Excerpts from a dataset
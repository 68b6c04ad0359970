//! Generic platform host
//!
//! [`PlatformHost`] serves HTTP for one [`Platform`] and fires its lifecycle
//! around the listener:
//!
//! ```text
//! start: PreInit → Init → watcher → bind + serve → PostStart
//! stop:  drain (bounded) → watcher stop → Finalize
//! ```
//!
//! Phase handlers create, install and drop stores synchronously, so phases
//! are fired on the blocking pool.

use crate::api;
use crate::config::ServerConfig;
use crate::error::{HostError, Result};
use crate::middleware::feature_scope;
use async_trait::async_trait;
use axum::Router;
use isohost_core::admin::{BackingStoreAdmin, EngineAdmin};
use isohost_core::platform::{LifecyclePhase, Platform};
use parking_lot::Mutex;
use std::net::SocketAddr;
use std::sync::Arc;
use std::sync::atomic::{AtomicBool, Ordering};
use std::time::Duration;
use tokio::net::TcpListener;
use tokio::task::JoinHandle;
use tokio_util::sync::CancellationToken;
use tower_http::trace::TraceLayer;

/// A startable, stoppable host
#[async_trait]
pub trait Host: Send + Sync {
    /// Start serving; fails if `cancel` fires first
    async fn start(&self, cancel: CancellationToken) -> Result<()>;

    /// Stop serving; when `cancel` fires the server is aborted
    async fn stop(&self, cancel: CancellationToken) -> Result<()>;

    /// Address the listener is bound to, once started
    fn local_addr(&self) -> Option<SocketAddr>;
}

/// Builds a [`PlatformHost`]
pub struct HostBuilder {
    config: ServerConfig,
    admin: Arc<dyn BackingStoreAdmin>,
    routes: Option<Router<Platform>>,
}

impl HostBuilder {
    /// Builder for `config` using the local engine admin
    pub fn new(config: ServerConfig) -> Self {
        let admin = EngineAdmin::new().with_release_timeout(config.release_timeout());
        Self {
            config,
            admin: Arc::new(admin),
            routes: None,
        }
    }

    /// Administer stores through `admin`
    pub fn with_admin(mut self, admin: Arc<dyn BackingStoreAdmin>) -> Self {
        self.admin = admin;
        self
    }

    /// Serve `routes` instead of the sample API
    pub fn with_routes(mut self, routes: Router<Platform>) -> Self {
        self.routes = Some(routes);
        self
    }

    /// Set a platform configuration value
    pub fn with_setting(mut self, key: impl Into<String>, value: impl Into<String>) -> Self {
        self.config = self.config.with_setting(key, value);
        self
    }

    /// Configuration the host will be built from
    pub fn config(&self) -> &ServerConfig {
        &self.config
    }

    /// Build the host; nothing runs until [`Host::start`]
    pub fn build(self) -> PlatformHost {
        let platform = Platform::new(self.config.config_store(), self.admin);
        let routes = self.routes.unwrap_or_else(api::router);
        let router = routes
            .layer(axum::middleware::from_fn_with_state(
                platform.features().clone(),
                feature_scope,
            ))
            .layer(TraceLayer::new_for_http())
            .with_state(platform.clone());

        PlatformHost {
            platform,
            addr: self.config.host.addr,
            shutdown_timeout: self.config.shutdown_timeout(),
            router,
            started: AtomicBool::new(false),
            shutdown: CancellationToken::new(),
            running: Mutex::new(None),
            bound: Mutex::new(None),
        }
    }
}

struct RunningServer {
    shutdown: CancellationToken,
    task: JoinHandle<std::io::Result<()>>,
}

/// HTTP host for one platform
pub struct PlatformHost {
    platform: Platform,
    addr: SocketAddr,
    shutdown_timeout: Duration,
    router: Router,
    started: AtomicBool,
    /// Parent of the server and watcher tokens
    shutdown: CancellationToken,
    running: Mutex<Option<RunningServer>>,
    bound: Mutex<Option<SocketAddr>>,
}

impl PlatformHost {
    /// Platform served by this host
    pub fn platform(&self) -> &Platform {
        &self.platform
    }

    /// Whether the server task is running
    pub fn is_running(&self) -> bool {
        self.running
            .lock()
            .as_ref()
            .is_some_and(|r| !r.task.is_finished())
    }

    async fn fire(&self, phase: LifecyclePhase) -> isohost_core::Result<()> {
        let lifecycle = self.platform.lifecycle().clone();
        tokio::task::spawn_blocking(move || lifecycle.fire(phase))
            .await
            .map_err(|e| isohost_core::Error::internal(format!("{} handlers failed: {}", phase, e)))?
    }

    /// Fire Finalize after a failed start; the start error wins
    async fn abort_start(&self, err: HostError) -> HostError {
        self.platform.watcher().stop();
        if let Err(e) = self.fire(LifecyclePhase::Finalize).await {
            tracing::warn!("Finalize after failed start also failed: {}", e);
        }
        err
    }

    async fn bind(&self, cancel: &CancellationToken) -> Result<TcpListener> {
        tokio::select! {
            listener = TcpListener::bind(self.addr) => Ok(listener?),
            _ = cancel.cancelled() => Err(HostError::Cancelled),
        }
    }
}

#[async_trait]
impl Host for PlatformHost {
    async fn start(&self, cancel: CancellationToken) -> Result<()> {
        if self.started.swap(true, Ordering::SeqCst) {
            return Err(HostError::AlreadyStarted);
        }
        if cancel.is_cancelled() {
            return Err(self.abort_start(HostError::Cancelled).await);
        }

        for phase in [LifecyclePhase::PreInit, LifecyclePhase::Init] {
            if let Err(e) = self.fire(phase).await {
                tracing::error!("{} failed: {}", phase, e);
                return Err(self.abort_start(e.into()).await);
            }
        }

        if let Some(path) = self.platform.physical_path() {
            if let Err(e) = self.platform.watcher().start(&path, &self.shutdown) {
                tracing::warn!("Task watcher not started: {}", e);
            }
        }

        let listener = match self.bind(&cancel).await {
            Ok(listener) => listener,
            Err(e) => return Err(self.abort_start(e).await),
        };
        let local_addr = match listener.local_addr() {
            Ok(addr) => addr,
            Err(e) => return Err(self.abort_start(e.into()).await),
        };

        let token = self.shutdown.child_token();
        let graceful = token.clone();
        let app = self.router.clone();
        let task = tokio::spawn(async move {
            axum::serve(listener, app)
                .with_graceful_shutdown(async move { graceful.cancelled().await })
                .await
        });

        *self.bound.lock() = Some(local_addr);
        *self.running.lock() = Some(RunningServer {
            shutdown: token,
            task,
        });
        tracing::info!("Host listening on http://{}", local_addr);

        if let Err(e) = self.fire(LifecyclePhase::PostStart).await {
            tracing::warn!("PostStart handler failed: {}", e);
        }
        Ok(())
    }

    async fn stop(&self, cancel: CancellationToken) -> Result<()> {
        let running = self.running.lock().take();
        let mut timed_out = false;

        if let Some(RunningServer { shutdown, mut task }) = running {
            shutdown.cancel();
            tokio::select! {
                joined = &mut task => match joined {
                    Ok(Ok(())) => tracing::debug!("Server drained"),
                    Ok(Err(e)) => tracing::warn!("Server exited with error: {}", e),
                    Err(e) => tracing::warn!("Server task failed: {}", e),
                },
                _ = cancel.cancelled() => {
                    task.abort();
                    timed_out = true;
                }
                _ = tokio::time::sleep(self.shutdown_timeout) => {
                    task.abort();
                    timed_out = true;
                }
            }
        }

        self.platform.watcher().stop();
        if let Err(e) = self.fire(LifecyclePhase::Finalize).await {
            tracing::warn!("Finalize failed: {}", e);
        }

        if timed_out {
            tracing::warn!("Host stop timed out; server aborted");
            return Err(HostError::StopTimedOut);
        }
        tracing::info!("Host stopped");
        Ok(())
    }

    fn local_addr(&self) -> Option<SocketAddr> {
        *self.bound.lock()
    }
}

impl Drop for PlatformHost {
    fn drop(&mut self) {
        self.shutdown.cancel();
        if let Some(running) = self.running.get_mut().take() {
            running.task.abort();
        }
    }
}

**Task prompt:** Show the lines from the data above that contain the string "move".

**Answer to this task:**
        tokio::task::spawn_blocking(move || lifecycle.fire(phase))
        let task = tokio::spawn(async move {
                .with_graceful_shutdown(async move { graceful.cancelled().await })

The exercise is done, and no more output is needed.